14 Ideas on How to Measure Productivity to Make Progress

14 Ideas on How to Measure Productivity to Make Progress

Everyone has heard the term productivity, and people talk about it in terms of how high it is and how to improve it. But fewer know how to measure productivity, or even what exactly we are talking about when using the term “productivity.”

In its simplest form, the productivity formula looks like this: Output ÷ Input = Productivity.

For example, you have two salespeople each making 10 calls to customers per week. The first one averages 2 sales per week and the second one averages 3 sales per week. By plugging in the numbers we get the following productivity levels for each sales person.

For salesperson one, the output is 2 sales and the input is 10 sales: 2 ÷ 10 = .2 or 20% productivity.

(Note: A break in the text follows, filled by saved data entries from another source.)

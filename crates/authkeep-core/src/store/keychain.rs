use keyring::Entry;
use tracing::debug;

use super::{StorageError, TokenKey, TokenStore};

/// Keychain service name; each token is one account under it.
const SERVICE_NAME: &str = "authkeep";

/// Tokens stored in the OS keychain.
pub struct KeyringTokenStore {
    service: String,
}

impl KeyringTokenStore {
    pub fn new() -> Self {
        Self::with_service(SERVICE_NAME)
    }

    /// Use a distinct keychain service, e.g. one per API base URL.
    pub fn with_service(service: impl Into<String>) -> Self {
        Self {
            service: service.into(),
        }
    }

    fn entry(&self, key: TokenKey) -> Result<Entry, StorageError> {
        Entry::new(&self.service, key.storage_name()).map_err(|e| StorageError::unavailable(key, e))
    }
}

impl Default for KeyringTokenStore {
    fn default() -> Self {
        Self::new()
    }
}

impl TokenStore for KeyringTokenStore {
    fn get(&self, key: TokenKey) -> Result<Option<String>, StorageError> {
        match self.entry(key)?.get_password() {
            Ok(value) => Ok(Some(value)),
            Err(keyring::Error::NoEntry) => Ok(None),
            Err(e) => Err(StorageError::unavailable(key, e)),
        }
    }

    fn set(&self, key: TokenKey, value: &str) -> Result<(), StorageError> {
        self.entry(key)?
            .set_password(value)
            .map_err(|e| StorageError::unavailable(key, e))
    }

    fn remove(&self, key: TokenKey) -> Result<(), StorageError> {
        match self.entry(key)?.delete_credential() {
            Ok(()) => Ok(()),
            Err(keyring::Error::NoEntry) => {
                debug!(%key, "No keychain entry to remove");
                Ok(())
            }
            Err(e) => Err(StorageError::unavailable(key, e)),
        }
    }
}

For salesperson two, the output is 3 sales and the input is 10 sales: 3 ÷ 10 = .3 or 30% productivity.

Knowing how to measure and interpret productivity is an invaluable asset for any manager or business owner in today’s world. As an example, in the above scenario, salesperson #1 is clearly not doing as well as salesperson #2.

Knowing this information we can now better determine what course of action to take with salesperson #1.

Some possible outcomes might be to require more in-house training for that salesperson, or to have them accompany the more productive salesperson to learn a better technique. It might be that salesperson #1 just isn’t suited for sales and would do a better job in a different position.

How to Measure Productivity With Management Techniques

Knowing how to measure productivity allows you to fine tune your business by minimizing costs and maximizing profits:

1. Identify Long and Short-Term Goals

Having a good understanding of what you (or your company’s) goals are is key to measuring productivity.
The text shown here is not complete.